She probably hadn’t explained it as well as Dan could. She tried again.

No. You die we die…

Dan Ystebo:

At JPL, at the appointed time, Dan logged on for his daily uplink to the Nautilus.

There had been nothing but inanimate telemetry for days. He wasn’t even sure — couldn’t tell from the muddled telemetry — if Sheena was in fact still alive.

Maybe this would be his last contact. He’d be glad if he could spare himself any more of this shit.

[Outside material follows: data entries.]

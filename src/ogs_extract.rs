
use crate::common::{parse_args, FileReader, PathArgs};
use crate::og::{read_table, GenomeRegistry};
use crate::routing::{header_regex, GenomeRouter, OutputMode, RouteOptions};
use anyhow::{Context, Result};
use env_logger::Env;
use log::{debug, info, warn};
use std::fs::{create_dir_all, File};
use std::io::{BufWriter, Write};
use std::path::Path;

const USAGE: &str = "
Usage:
  ogs extract [options]

Extracts sequences of Orthology Groups (OGs) from genomes (proteomes).

Mandatory options:
  -i FILE, --in=FILE        Input file containing the OGs.
  -o DIR, --out=DIR         Output directory where to place extracted sequences.
  -s PATH, --seqs=PATH      Path to the proteomes in FastA format, using '%s'
                            to denote the genome. For example:
                            /path/to/seqs/%s.faa

Other options:
  -c F, --core=F            Use only OGs present in at least this fraction of
                            the genomes. To use only the strict core genome*,
                            use -c 1. [default: 0.0]
  -d N, --duplicates=N      Use only OGs with less than this number of
                            in-paralogs in a genome. To use only genes without
                            in-paralogs*, use -d 1. [default: 0]
  -g, --per-genome          Write the output per genome instead of per OG.
  -p, --prefix              Prefix each sequence with the genome name (or the
                            OG number, if --per-genome) and a dash.
  -f, --first               Get only one gene per genome per OG (the first),
                            regardless of in-paralogs.
  -q, --quiet               Run quietly (only warnings and errors on stderr).
  -h, --help                Display this screen.

  * To use only the unus genome (OGs with exactly one gene per genome),
    use: -c 1 -d 1.
";

pub struct ExtractConfig {
	pub table: String,
	pub out_dir: String,
	pub seqs: String,
	pub core: f64,
	pub duplicates: usize,
	pub per_genome: bool,
	pub prefix: bool,
	pub first: bool,
	pub quiet: bool
}

#[derive(Debug, PartialEq)]
pub struct ExtractSummary {
	pub loaded_ogs: usize,
	pub retained_ogs: usize,
	pub files: usize,
	pub sequences: usize
}

pub fn main() {
	let args = parse_args(USAGE);
	let table = args.get_path("--in");
	let out_dir = args.get_path("--out");
	let seqs = args.get_path("--seqs");
	if table.is_empty() { error!("-i is mandatory."); }
	if out_dir.is_empty() { error!("-o is mandatory."); }
	if seqs.is_empty() { error!("-s is mandatory."); }
	if !seqs.contains("%s") {
		error!("-s must contain '%s' to denote the genome, e.g. /path/to/seqs/%s.faa.");
	}

	let config = ExtractConfig {
		table, out_dir, seqs,
		core: args.get_str("--core").parse().unwrap_or_else(
			|_| error!("F must be a fraction between 0 and 1 in --core=F.")),
		duplicates: args.get_str("--duplicates").parse().unwrap_or_else(
			|_| error!("N must be a non-negative integer in --duplicates=N.")),
		per_genome: args.get_bool("--per-genome"),
		prefix: args.get_bool("--prefix"),
		first: args.get_bool("--first"),
		quiet: args.get_bool("--quiet")
	};

	let level = if config.quiet { "warn" } else { "info" };
	env_logger::Builder::from_env(Env::default().default_filter_or(level)).init();

	if let Err(err) = run(&config) {
		error!("{:?}", err);
	}
}

fn open_output(path: &Path) -> Result<BufWriter<File>> {
	let file = File::create(path).with_context(
		|| format!("Cannot open file {} for writing.", path.display()))?;
	Ok(BufWriter::new(file))
}

pub fn run(config: &ExtractConfig) -> Result<ExtractSummary> {
	// Read the pre-computed OGs
	info!("Reading pre-computed OGs in '{}'.", config.table);
	let mut genomes = GenomeRegistry::new();
	let mut table = FileReader::open(&config.table).with_context(
		|| format!("Cannot open OG table {} for reading.", config.table))?;
	let mut collection = read_table(&mut table, &mut genomes).with_context(
		|| format!("Cannot read OG table {}.", config.table))?;
	let loaded_ogs = collection.len();
	let loaded_genes: usize = collection.ogs().iter().map(|og| og.genes().len()).sum();
	info!(" Loaded OGs: {} ({} genes).", loaded_ogs, loaded_genes);
	info!(" Reported genomes: {}.", genomes.len());

	collection.filter_core(config.core, &genomes);
	collection.remove_inparalogs(config.duplicates);
	if config.core != 0.0 || config.duplicates != 0 {
		info!(" Filtered OGs: {}.", collection.len());
	}
	if collection.is_empty() {
		warn!("No OGs left to extract.");
	}

	let options = RouteOptions {
		mode: if config.per_genome { OutputMode::PerGenome } else { OutputMode::PerOg },
		first_only: config.first,
		prefix: config.prefix
	};

	info!("Initializing output files.");
	let out_dir = Path::new(&config.out_dir);
	create_dir_all(out_dir).with_context(
		|| format!("Cannot create output directory {}.", out_dir.display()))?;
	let names: Vec<String> = match options.mode {
		OutputMode::PerGenome => genomes.iter().map(|g| format!("{}.fa", g)).collect(),
		OutputMode::PerOg => (1..=collection.len()).map(|n| format!("OG{}.fa", n)).collect()
	};
	let mut outputs = names.iter()
		.map(|name| open_output(&out_dir.join(name)))
		.collect::<Result<Vec<_>>>()?;
	info!(" Created files: {}.", outputs.len());

	info!("Filtering genes.");
	let header = header_regex();
	let mut sequences = vec![0usize; outputs.len()];
	let mut line = String::new();
	for (genome_index, genome) in genomes.iter().enumerate() {
		debug!("  Genome {}: {}", genome_index + 1, genome);
		let path = config.seqs.replace("%s", genome);
		let mut fasta = FileReader::open(&path).with_context(
			|| format!("Cannot open proteome {} of genome {}.", path, genome))?;
		let mut router = GenomeRouter::new(&collection, genome, genome_index, options, &header);

		while fasta.read_line(&mut line).with_context(
			|| format!("I/O error while reading {}.", path))? {
			let (target, text) = match router.route_line(&line) {
				Some(routed) => routed,
				None => continue
			};
			let out = &mut outputs[target];
			out.write_all(text.as_bytes())
				.and_then(|_| if text.ends_with('\n') { Ok(()) } else { out.write_all(b"\n") })
				.with_context(|| format!("Cannot write to {}.", names[target]))?;
			if text.starts_with('>') { sequences[target] += 1; }
		}

		if router.matched() < router.candidates() {
			warn!("{} of {} genes of genome {} were not found in {}.",
				router.candidates() - router.matched(), router.candidates(), genome, path);
		}
	}
	info!("  {} genomes processed.", genomes.len());

	info!("Closing output files.");
	for ((name, out), count) in names.iter().zip(outputs.iter_mut()).zip(&sequences) {
		out.flush().with_context(|| format!("Cannot write to {}.", name))?;
		debug!("  {}: {} sequences", name, count);
	}
	let total: usize = sequences.iter().sum();
	info!(" Extracted sequences: {}.", total);
	info!("Done.");

	Ok(ExtractSummary {
		loaded_ogs,
		retained_ogs: collection.len(),
		files: outputs.len(),
		sequences: total
	})
}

He was clearing his desk. He looked around the cubicle he was dismantling, the good old geekosphere: a comfortable mush of old coffee cups and fast-food wrappers and technical manuals and rolled-up softscreens, and the multi-poster on the partition that cycled through classic Twenty Thousand Leagues under the Sea scenes.

Dan was going back to Key Largo. He planned to resign from Bootstrap, get back to the biorecovery and gen-eng work he’d started from. To tell the truth he was looking forward to moving back to Florida. The work he would do there would be all for the good, as far as he was concerned. None of the Nazi-doctor ethical ambiguities of Bootstrap.

But he was hoping to hang around JPL long enough to be with Sheena when she died. And the bio-signs in the telemetry indicated that wouldn’t be so long now. Then the Deep Space Network radio telescopes would be turned away from the asteroid for the last time, and whatever followed would unfold in the dark and cold, unheard.

Here was a new image in his softscreen. A squid, flashing signs at him, a mixture of the passing cloud and a sign he’d taught Sheena himself, the very first sign: Look at me. Dan. Look at me. Dan. Dan. Dan.

He couldn’t believe it. “Sheena?”

He had to wait the long seconds while his single word, translated to flashing signs, was transmitted across space.

Sheena Six.

“Oh.” One of the young.

The squid turned, strong and confident, and through a forest of arms predator eyes seemed to study him.

Dying.

“Sheena Five? I know.”

Water. Water dying. Fish. Squid. Danger near. Why.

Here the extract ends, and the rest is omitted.